Euro to Pound Exchange Rate Sees Further Losses on Disappointing Eurozone Stats

As last week’s Eurozone data failed to give investors much reason to buy the Euro and global trade uncertainties weighed on Eurozone markets, the Euro to Pound (EUR/GBP) exchange rate spent most of the week falling.

EUR/GBP opened last week at the level of 0.8794 and shed over half a pence, closing the week at the level of 0.8720.

Since markets opened this week, EUR/GBP has continued to tumble and at the time of writing was trending near a half-year low of 0.8699. This was the first time EUR/GBP had dipped below 0.87 since June 2017.

The Pound (GBP) has remained appealing on Brexit speculation and Bank of England (BoE) interest rate hike bets, helping it to easily gain against a Euro (EUR) weakened by underwhelming domestic data.

Euro (EUR) Exchange Rates Slip as Eurozone Trade Concerns Worsen

Monday morning saw the publication of German’s February trade balance results, which showed disappointing drops in both imports and exports.

Analysts noted that this was the weakest New Year for German trade since 2009 – and comes amid the possibility of the US Presidential administration implementing strict trade tariffs on US imports.

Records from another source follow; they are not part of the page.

//! Encoder dimensions
//!
//! The only configuration the engine consumes. Values arrive from the UI
//! (or the CLI) and are validated before any forward pass is built.

use anyhow::{Context, Result};
use serde::{Deserialize, Serialize};

/// Ratio between the feed-forward width and `d_model` kept by the UI
pub const UI_FFN_RATIO: usize = 4;

/// Dimensions of the toy encoder
#[derive(Debug, Clone, Copy, PartialEq, Eq, Hash, Serialize, Deserialize)]
#[serde(from = "DimensionsFile")]
pub struct Dimensions {
    /// Hidden width of every token representation
    pub d_model: usize,
    /// Number of attention heads
    pub h: usize,
    /// Number of token positions
    pub seq_len: usize,
    /// Number of stacked encoder layers
    pub n_layers: usize,
    /// Hidden width of the feed-forward sublayer
    pub d_ff: usize,
}

/// On-disk form of [`Dimensions`]; `d_ff` may be left out
#[derive(Deserialize)]
struct DimensionsFile {
    d_model: usize,
    h: usize,
    seq_len: usize,
    n_layers: usize,
    #[serde(default)]
    d_ff: Option<usize>,
}

impl From<DimensionsFile> for Dimensions {
    fn from(file: DimensionsFile) -> Self {
        let dims = Self::new(file.d_model, file.h, file.seq_len, file.n_layers);
        match file.d_ff {
            Some(d_ff) => Self { d_ff, ..dims },
            None => dims,
        }
    }
}

impl Default for Dimensions {
    fn default() -> Self {
        Self {
            d_model: 8,
            h: 2,
            seq_len: 3,
            n_layers: 1,
            d_ff: 32,
        }
    }
}

impl Dimensions {
    /// Create dimensions with `d_ff` coupled to `d_model` the way the UI does
    pub fn new(d_model: usize, h: usize, seq_len: usize, n_layers: usize) -> Self {
        Self {
            d_model,
            h,
            seq_len,
            n_layers,
            d_ff: d_model * UI_FFN_RATIO,
        }
    }

    /// Re-derive `d_ff` from `d_model`
    pub fn with_ui_d_ff(mut self) -> Self {
        self.d_ff = self.d_model * UI_FFN_RATIO;
        self
    }

    /// Per-head key/query/value width
    ///
    /// Only meaningful after [`Dimensions::validate`] succeeds.
    pub fn d_k(&self) -> usize {
        if self.h == 0 {
            0
        } else {
            self.d_model / self.h
        }
    }

    /// Check the preconditions of the forward pass builder.
    ///
    /// The engine only needs positive sizes and `d_model % h == 0`; the UI
    /// ranges are checked separately by [`Dimensions::check_ui_ranges`].
    pub fn validate(&self) -> Result<()> {
        anyhow::ensure!(self.h > 0, "h must be positive");
        anyhow::ensure!(self.d_model > 0, "d_model must be positive");
        anyhow::ensure!(self.seq_len > 0, "seq_len must be positive");
        anyhow::ensure!(self.n_layers > 0, "n_layers must be positive");
        anyhow::ensure!(self.d_ff > 0, "d_ff must be positive");
        anyhow::ensure!(
            self.d_model % self.h == 0,
            "d_model ({}) must be divisible by h ({})",
            self.d_model,
            self.h
        );
        Ok(())
    }

    /// Whether the builder may run for these dimensions
    pub fn is_valid(&self) -> bool {
        self.validate().is_ok()
    }

    /// Check the ranges enforced by the UI controls.
    pub fn check_ui_ranges(&self) -> Result<()> {
        anyhow::ensure!(
            (2..=16).contains(&self.d_model),
            "d_model {} outside UI range [2, 16]",
            self.d_model
        );
        anyhow::ensure!(
            (1..=self.d_model).contains(&self.h),
            "h {} outside UI range [1, {}]",
            self.h,
            self.d_model
        );
        anyhow::ensure!(
            (2..=5).contains(&self.seq_len),
            "seq_len {} outside UI range [2, 5]",
            self.seq_len
        );
        anyhow::ensure!(
            (1..=3).contains(&self.n_layers),
            "n_layers {} outside UI range [1, 3]",
            self.n_layers
        );
        anyhow::ensure!(
            self.d_ff == self.d_model * UI_FFN_RATIO,
            "d_ff {} is not {}·d_model",
            self.d_ff,
            UI_FFN_RATIO
        );
        Ok(())
    }

    /// Load dimensions from a JSON file.
    ///
    /// A missing `d_ff` is filled in as `4·d_model`.
    pub fn load(path: &str) -> Result<Self> {
        let content =
            std::fs::read_to_string(path).with_context(|| format!("reading config {path}"))?;
        Self::from_json(&content)
    }

    /// Parse dimensions from a JSON string
    pub fn from_json(json: &str) -> Result<Self> {
        serde_json::from_str(json).context("parsing dimensions")
    }
}

#[cfg(test)]
mod tests {
    use super::*;

    #[test]
    fn test_default_matches_start_up_values() {
        let dims = Dimensions::default();
        assert_eq!(dims.d_model, 8);
        assert_eq!(dims.h, 2);
        assert_eq!(dims.d_k(), 4);
        assert!(dims.validate().is_ok());
        assert!(dims.check_ui_ranges().is_ok());
    }

    #[test]
    fn test_indivisible_heads_rejected() {
        let dims = Dimensions::new(9, 2, 3, 1);
        let err = dims.validate().unwrap_err();
        assert!(err.to_string().contains("divisible"));
        assert!(!dims.is_valid());
    }

    #[test]
    fn test_zero_sizes_rejected() {
        assert!(Dimensions::new(8, 0, 3, 1).validate().is_err());
        assert!(Dimensions::new(8, 2, 0, 1).validate().is_err());
        assert!(Dimensions::new(8, 2, 3, 0).validate().is_err());
        assert_eq!(Dimensions::new(8, 0, 3, 1).d_k(), 0);
    }

    #[test]
    fn test_ui_ranges_are_separate_from_engine() {
        // Engine accepts it, the UI would not offer it.
        let dims = Dimensions::new(32, 4, 10, 6);
        assert!(dims.validate().is_ok());
        assert!(dims.check_ui_ranges().is_err());
    }

    #[test]
    fn test_from_json_fills_d_ff() {
        let dims =
            Dimensions::from_json(r#"{"d_model": 6, "h": 3, "seq_len": 4, "n_layers": 2}"#)
                .unwrap();
        assert_eq!(dims.d_ff, 24);
        assert_eq!(dims.d_k(), 2);

        let explicit = Dimensions::from_json(
            r#"{"d_model": 6, "h": 3, "seq_len": 4, "n_layers": 2, "d_ff": 10}"#,
        )
        .unwrap();
        assert_eq!(explicit.d_ff, 10);
    }

    #[test]
    fn test_from_json_keeps_explicit_zero_d_ff() {
        let dims = Dimensions::from_json(
            r#"{"d_model": 8, "h": 2, "seq_len": 3, "n_layers": 1, "d_ff": 0}"#,
        )
        .unwrap();
        assert_eq!(dims.d_ff, 0);
        assert!(dims.validate().is_err());
    }

    #[test]
    fn test_json_round_trip_keeps_d_ff() {
        let dims = Dimensions {
            d_ff: 7,
            ..Dimensions::default()
        };
        let json = serde_json::to_string(&dims).unwrap();
        assert_eq!(Dimensions::from_json(&json).unwrap(), dims);
    }
}
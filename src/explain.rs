//! Per-cell calculation breakdown
//!
//! Recomputes a selected cell from the operands stored in the snapshot and
//! reports them as steps (dot products, elementwise ops, softmax, norm) for
//! display next to the highlighted sources. Every step goes through the same
//! primitives and summation order as the forward pass, so the last step of a
//! breakdown equals the stored cell bit for bit.

use serde::Serialize;

use crate::address::{
    AddNormPart, AddNormSlot, ElementIdentifier, FfnTensor, HeadMatrix, LayerTensor, TensorPath,
};
use crate::forward::TransformerData;
use crate::tensor::{self, round2, Vector, LAYER_NORM_EPS};

/// Operation that produced a cell
#[derive(Debug, Clone, Copy, PartialEq, Eq, Serialize)]
pub enum OpKind {
    MatMul,
    Add,
    Scale,
    Softmax,
    LayerNorm,
    Relu,
    /// Leaf value (weights, embeddings) or unknown cell
    Info,
}

/// One step of a breakdown: `a <op> b = result`
#[derive(Debug, Clone, PartialEq, Serialize)]
pub struct CalculationStep {
    pub label: String,
    pub a: Vector,
    pub b: Vector,
    pub op: &'static str,
    pub result: f64,
}

/// Breakdown of a single cell
#[derive(Debug, Clone, PartialEq, Serialize)]
pub struct Calculation {
    pub target: ElementIdentifier,
    pub op: OpKind,
    pub title: String,
    /// Stored value of the target, if it exists
    pub value: Option<f64>,
    pub steps: Vec<CalculationStep>,
}

fn dot_step(label: String, a: Vector, b: Vector) -> CalculationStep {
    let result = round2(tensor::dot(&a, &b));
    CalculationStep {
        label,
        a,
        b,
        op: "·",
        result,
    }
}

fn scalar_step(label: String, a: f64, op: &'static str, b: f64, result: f64) -> CalculationStep {
    CalculationStep {
        label,
        a: vec![a],
        b: vec![b],
        op,
        result,
    }
}

/// `row · column` of two stored matrices, plus an optional bias cell
fn matmul_steps(
    data: &TransformerData,
    lhs: TensorPath,
    rhs: TensorPath,
    bias: Option<TensorPath>,
    row: usize,
    col: usize,
) -> Option<Vec<CalculationStep>> {
    let a = data.lookup(&lhs)?.row(row)?;
    let b = data.lookup(&rhs)?.column(col)?;
    let product = dot_step(format!("{lhs}[{row},:] · {rhs}[:,{col}]"), a, b);
    let mut steps = Vec::with_capacity(2);
    if let Some(bias) = bias {
        let bias_value = data.lookup(&bias)?.get(0, col)?;
        let sum = round2(product.result + bias_value);
        let label = format!("+ {bias}[{col}]");
        let partial = product.result;
        steps.push(product);
        steps.push(scalar_step(label, partial, "+", bias_value, sum));
    } else {
        steps.push(product);
    }
    Some(steps)
}

struct Breakdown {
    op: OpKind,
    title: String,
    steps: Vec<CalculationStep>,
}

impl Breakdown {
    fn new(op: OpKind, title: &str, steps: Vec<CalculationStep>) -> Self {
        Self {
            op,
            title: title.to_string(),
            steps,
        }
    }
}

fn head_breakdown(
    data: &TransformerData,
    layer: usize,
    head: usize,
    matrix: HeadMatrix,
    row: usize,
    col: usize,
) -> Option<Breakdown> {
    let at = |m: HeadMatrix| TensorPath::head(layer, head, m);
    let input = TensorPath::add_norm(layer, AddNormSlot::First, AddNormPart::InResidual);

    match matrix {
        HeadMatrix::Q | HeadMatrix::K | HeadMatrix::V => {
            let weight = at(matrix.projection_weight()?);
            let steps = matmul_steps(data, input, weight, None, row, col)?;
            Some(Breakdown::new(OpKind::MatMul, "Input projection", steps))
        }
        HeadMatrix::Scores => {
            let q = data.lookup(&at(HeadMatrix::Q))?.row(row)?;
            let k = data.lookup(&at(HeadMatrix::K))?.row(col)?;
            let label = format!("{}[{row},:] · {}[{col},:]", at(HeadMatrix::Q), at(HeadMatrix::K));
            Some(Breakdown::new(
                OpKind::MatMul,
                "Attention score",
                vec![dot_step(label, q, k)],
            ))
        }
        HeadMatrix::ScaledScores => {
            let score = data.lookup(&at(HeadMatrix::Scores))?.get(row, col)?;
            let divisor = (data.dims.d_k() as f64).sqrt();
            let label = format!("{}[{row},{col}] / √d_k", at(HeadMatrix::Scores));
            Some(Breakdown::new(
                OpKind::Scale,
                "Scaled score",
                vec![scalar_step(label, score, "/", divisor, round2(score / divisor))],
            ))
        }
        HeadMatrix::AttentionWeights => {
            let scores = data.lookup(&at(HeadMatrix::ScaledScores))?.row(row)?;
            let probs = tensor::softmax_rows(&vec![scores.clone()]).ok()?;
            let result = *probs.first()?.get(col)?;
            Some(Breakdown::new(
                OpKind::Softmax,
                "Attention weight",
                vec![CalculationStep {
                    label: format!("softmax({}[{row},:])[{col}]", at(HeadMatrix::ScaledScores)),
                    a: scores,
                    b: Vec::new(),
                    op: "softmax",
                    result,
                }],
            ))
        }
        HeadMatrix::HeadOutput => {
            let steps = matmul_steps(
                data,
                at(HeadMatrix::AttentionWeights),
                at(HeadMatrix::V),
                None,
                row,
                col,
            )?;
            Some(Breakdown::new(OpKind::MatMul, "Head output", steps))
        }
        HeadMatrix::Wq | HeadMatrix::Wk | HeadMatrix::Wv => None,
    }
}

fn add_norm_breakdown(
    data: &TransformerData,
    layer: usize,
    slot: AddNormSlot,
    row: usize,
    col: usize,
) -> Option<Breakdown> {
    let residual_path = TensorPath::add_norm(layer, slot, AddNormPart::InResidual);
    let sublayer_path = TensorPath::add_norm(layer, slot, AddNormPart::InSublayer);
    let residual = data.lookup(&residual_path)?.row(row)?;
    let sublayer = data.lookup(&sublayer_path)?.row(row)?;

    let summed = tensor::add(&vec![residual.clone()], &vec![sublayer.clone()])
        .ok()?
        .pop()?;
    let normalized = *tensor::layer_norm(&vec![summed.clone()]).ok()?.first()?.get(col)?;
    // Shown alongside the step only; the result above comes from the primitive.
    let n = summed.len() as f64;
    let mean = summed.iter().sum::<f64>() / n;
    let variance = summed.iter().map(|x| (x - mean).powi(2)).sum::<f64>() / n;
    let std = (variance + LAYER_NORM_EPS).sqrt();

    let add = CalculationStep {
        label: format!("{residual_path}[{row},:] + {sublayer_path}[{row},:]"),
        result: *summed.get(col)?,
        a: residual,
        b: sublayer,
        op: "+",
    };
    let norm = CalculationStep {
        label: format!("LayerNorm(sum[{row},:])[{col}]"),
        a: summed,
        b: vec![mean, std],
        op: "layernorm",
        result: normalized,
    };
    Some(Breakdown::new(OpKind::LayerNorm, "Residual add & norm", vec![add, norm]))
}

fn ffn_breakdown(
    data: &TransformerData,
    layer: usize,
    tensor: FfnTensor,
    row: usize,
    col: usize,
) -> Option<Breakdown> {
    let at = |t: FfnTensor| TensorPath::ffn(layer, t);
    let input = TensorPath::add_norm(layer, AddNormSlot::First, AddNormPart::Out);

    match tensor {
        FfnTensor::Intermediate => {
            let steps = matmul_steps(
                data,
                input,
                at(FfnTensor::W1),
                Some(at(FfnTensor::B1)),
                row,
                col,
            )?;
            Some(Breakdown::new(OpKind::MatMul, "First linear layer", steps))
        }
        FfnTensor::Activated => {
            let x = data.lookup(&at(FfnTensor::Intermediate))?.get(row, col)?;
            let label = format!("max(0, {}[{row},{col}])", at(FfnTensor::Intermediate));
            Some(Breakdown::new(
                OpKind::Relu,
                "ReLU activation",
                vec![scalar_step(label, x, "relu", 0.0, x.max(0.0))],
            ))
        }
        FfnTensor::Output => {
            let steps = matmul_steps(
                data,
                at(FfnTensor::Activated),
                at(FfnTensor::W2),
                Some(at(FfnTensor::B2)),
                row,
                col,
            )?;
            Some(Breakdown::new(OpKind::MatMul, "Second linear layer", steps))
        }
        FfnTensor::W1 | FfnTensor::B1 | FfnTensor::W2 | FfnTensor::B2 => None,
    }
}

fn breakdown(
    data: &TransformerData,
    path: &TensorPath,
    row: usize,
    col: usize,
) -> Option<Breakdown> {
    match *path {
        TensorPath::EncoderInput => {
            let emb = data.input_embeddings.get(row)?.get(col).copied()?;
            let pos = data.pos_encodings.get(row)?.get(col).copied()?;
            let label = format!("inputEmbeddings[{row},{col}] + posEncodings[{row},{col}]");
            Some(Breakdown::new(
                OpKind::Add,
                "Embedding plus position",
                vec![scalar_step(label, emb, "+", pos, round2(emb + pos))],
            ))
        }
        TensorPath::InputEmbeddings | TensorPath::PosEncodings => None,
        TensorPath::Layer { layer, tensor } => match tensor {
            LayerTensor::Head { head, matrix } => {
                head_breakdown(data, layer, head, matrix, row, col)
            }
            LayerTensor::MhaOutput => {
                let lhs = TensorPath::Layer {
                    layer,
                    tensor: LayerTensor::ConcatOutput,
                };
                let rhs = TensorPath::Layer {
                    layer,
                    tensor: LayerTensor::Wo,
                };
                let steps = matmul_steps(data, lhs, rhs, None, row, col)?;
                Some(Breakdown::new(OpKind::MatMul, "Output projection", steps))
            }
            LayerTensor::AddNorm {
                slot,
                part: AddNormPart::Out,
            } => add_norm_breakdown(data, layer, slot, row, col),
            LayerTensor::Ffn(t) => ffn_breakdown(data, layer, t, row, col),
            LayerTensor::AddNorm { .. } | LayerTensor::ConcatOutput | LayerTensor::Wo => None,
        },
    }
}

/// Explain how the selected cell was computed.
///
/// Leaves and unresolvable selections come back as [`OpKind::Info`] with
/// no steps.
pub fn explain(data: &TransformerData, target: &ElementIdentifier) -> Calculation {
    let value = data.cell(target);
    let found = value
        .and(target.path())
        .and_then(|path| breakdown(data, &path, target.row, target.col));
    let Breakdown { op, title, steps } =
        found.unwrap_or_else(|| Breakdown::new(OpKind::Info, &target.name, Vec::new()));

    Calculation {
        target: target.clone(),
        op,
        title,
        value,
        steps,
    }
}

#[cfg(test)]
mod tests {
    use super::*;
    use crate::config::Dimensions;
    use crate::forward::build_with_rng;
    use rand::rngs::StdRng;
    use rand::SeedableRng;

    fn snapshot() -> TransformerData {
        build_with_rng(&Dimensions::default(), &mut StdRng::seed_from_u64(5)).unwrap()
    }

    fn last_result(c: &Calculation) -> f64 {
        c.steps.last().map(|s| s.result).unwrap()
    }

    #[test]
    fn test_breakdown_ops() {
        let data = snapshot();
        for (name, op) in [
            ("encoderInput", OpKind::Add),
            ("encoder.0.mha.h0.Q", OpKind::MatMul),
            ("encoder.0.mha.h1.Scores", OpKind::MatMul),
            ("encoder.0.mha.h1.ScaledScores", OpKind::Scale),
            ("encoder.0.mha.h0.AttentionWeights", OpKind::Softmax),
            ("encoder.0.mha.h0.HeadOutput", OpKind::MatMul),
            ("encoder.0.mha.Output", OpKind::MatMul),
            ("encoder.0.add_norm_1_out", OpKind::LayerNorm),
            ("encoder.0.ffn.Intermediate", OpKind::MatMul),
            ("encoder.0.ffn.Activated", OpKind::Relu),
            ("encoder.0.ffn.Output", OpKind::MatMul),
            ("encoder.0.add_norm_2.out", OpKind::LayerNorm),
        ] {
            let calc = explain(&data, &ElementIdentifier::new(name, 1, 2));
            assert_eq!(calc.op, op, "{name}");
            assert_eq!(Some(last_result(&calc)), calc.value, "{name}");
        }
    }

    #[test]
    fn test_every_breakdown_matches_stored_cell() {
        let dims = Dimensions::new(16, 4, 5, 2);
        for seed in 0..4 {
            let data = build_with_rng(&dims, &mut StdRng::seed_from_u64(seed)).unwrap();
            for path in data.paths() {
                let (rows, cols) = data.lookup(&path).unwrap().shape();
                for row in 0..rows {
                    for col in 0..cols {
                        let calc = explain(&data, &path.at(row, col));
                        if let Some(step) = calc.steps.last() {
                            assert_eq!(
                                Some(step.result),
                                calc.value,
                                "seed {seed}: {}",
                                calc.target
                            );
                        }
                    }
                }
            }
        }
    }

    #[test]
    fn test_scores_operands() {
        let data = snapshot();
        let calc = explain(&data, &ElementIdentifier::new("encoder.0.mha.h0.Scores", 2, 0));
        let head = &data.encoder_layers[0].mha.heads[0];
        assert_eq!(calc.steps.len(), 1);
        assert_eq!(calc.steps[0].a, head.q[2]);
        assert_eq!(calc.steps[0].b, head.k[0]);
    }

    #[test]
    fn test_bias_step() {
        let data = snapshot();
        let calc = explain(&data, &ElementIdentifier::new("encoder.0.ffn.Output", 0, 1));
        assert_eq!(calc.steps.len(), 2);
        assert_eq!(calc.steps[1].op, "+");
        assert_eq!(calc.steps[1].b, vec![data.encoder_layers[0].ffn.b2[1]]);
    }

    #[test]
    fn test_leaves_and_unknowns_are_info() {
        let data = snapshot();
        let weight = explain(&data, &ElementIdentifier::new("encoder.0.mha.h0.Wq", 0, 0));
        assert_eq!(weight.op, OpKind::Info);
        assert!(weight.steps.is_empty());
        assert_eq!(weight.value, Some(data.encoder_layers[0].mha.heads[0].wq[0][0]));

        let missing = explain(&data, &ElementIdentifier::new("encoder.3.ffn.Output", 0, 0));
        assert_eq!(missing.op, OpKind::Info);
        assert_eq!(missing.value, None);

        let outside = explain(&data, &ElementIdentifier::new("encoder.0.mha.h0.Q", 0, 99));
        assert_eq!(outside.op, OpKind::Info);
    }
}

German imports slumped from -0.5% to -1.3%, well below the expected rise to 0.3%, while exports plunged from -0.5% to -3.2% and nowhere near the forecast 0.2%.

According to Carsten Brzeski from ING Bank;

These days, talking about trade means talking about Trump and tariffs. In Germany, these talks have caused quite some goose bumps. Rightly so. In 2017, the US was Germany’s largest export partner. The bilateral trade surplus amounted to more than 50bn Euro, with vehicles and machinery recording the largest bilateral surplus. At the same time, Germany runs a significant trade deficit with the US in agricultural products. The only comforting factor for Germany is that it has a very diversified export sector, particularly in terms of geographic diversification.

The data worsened market concerns that Germany, the Eurozone’s biggest economy, could be hit by US trade protectionism unless the Eurozone is able to secure exemption from the strict trade tariffs.

It followed last week’s disappointing Eurozone retail sales stats from February, as well as mixed inflation figures doing little to boost market speculation that the European Central Bank (ECB) would be taking a more hawkish tone on monetary policy any time soon.

Pound (GBP) Exchange Rate Gains despite Mixed UK Data

UK data has done little to inspire Pound investors since the beginning of April.

Last week’s UK PMI data from March indicated that Britain’s economy was not performing as strongly as expected last month, due partially to surprisingly poor weather muting consumer activity.

Still, the British currency has been supported regardless thanks to hopes that the Brexit process will go smoothly, and anticipation for a predicted Bank of England (BoE) interest rate hike in May.

In March, the UK government was finally able to reach an agreement with the EU on the terms of a post-Brexit transition period, which bolstered confidence that the UK would be able to avoid a ‘cliff-edge’ hard Brexit scenario.

On Monday morning, strong UK housing stats from March were published by Halifax, which helped Sterling to gain against the Euro at the beginning of the week.

Euro to Pound (EUR/GBP) Forecast: Germany’s Final March Inflation Figures Ahead

Most of this week’s Eurozone economic data is unlikely to be particularly influential, but investors are unlikely to buy the Euro again unless data indicates that the European Central Bank (ECB) is more likely to take a more hawkish tone.

As a result, the biggest focus will likely be on final March Consumer Price Index (CPI) results due towards the end of the week.

France’s final March inflation results will be published on Thursday, followed by German and Spanish inflation figures on Friday.

Eurozone industrial production and trade balance figures will also be published towards the end of the week.

Amid a lack of particularly influential UK ecostats due for publication throughout the week, EUR/GBP is more likely to be driven by Euro movement, unless there are any surprising Brexit developments.

Wednesday’s UK trade or production stats may influence EUR/GBP if the results surprise investors though.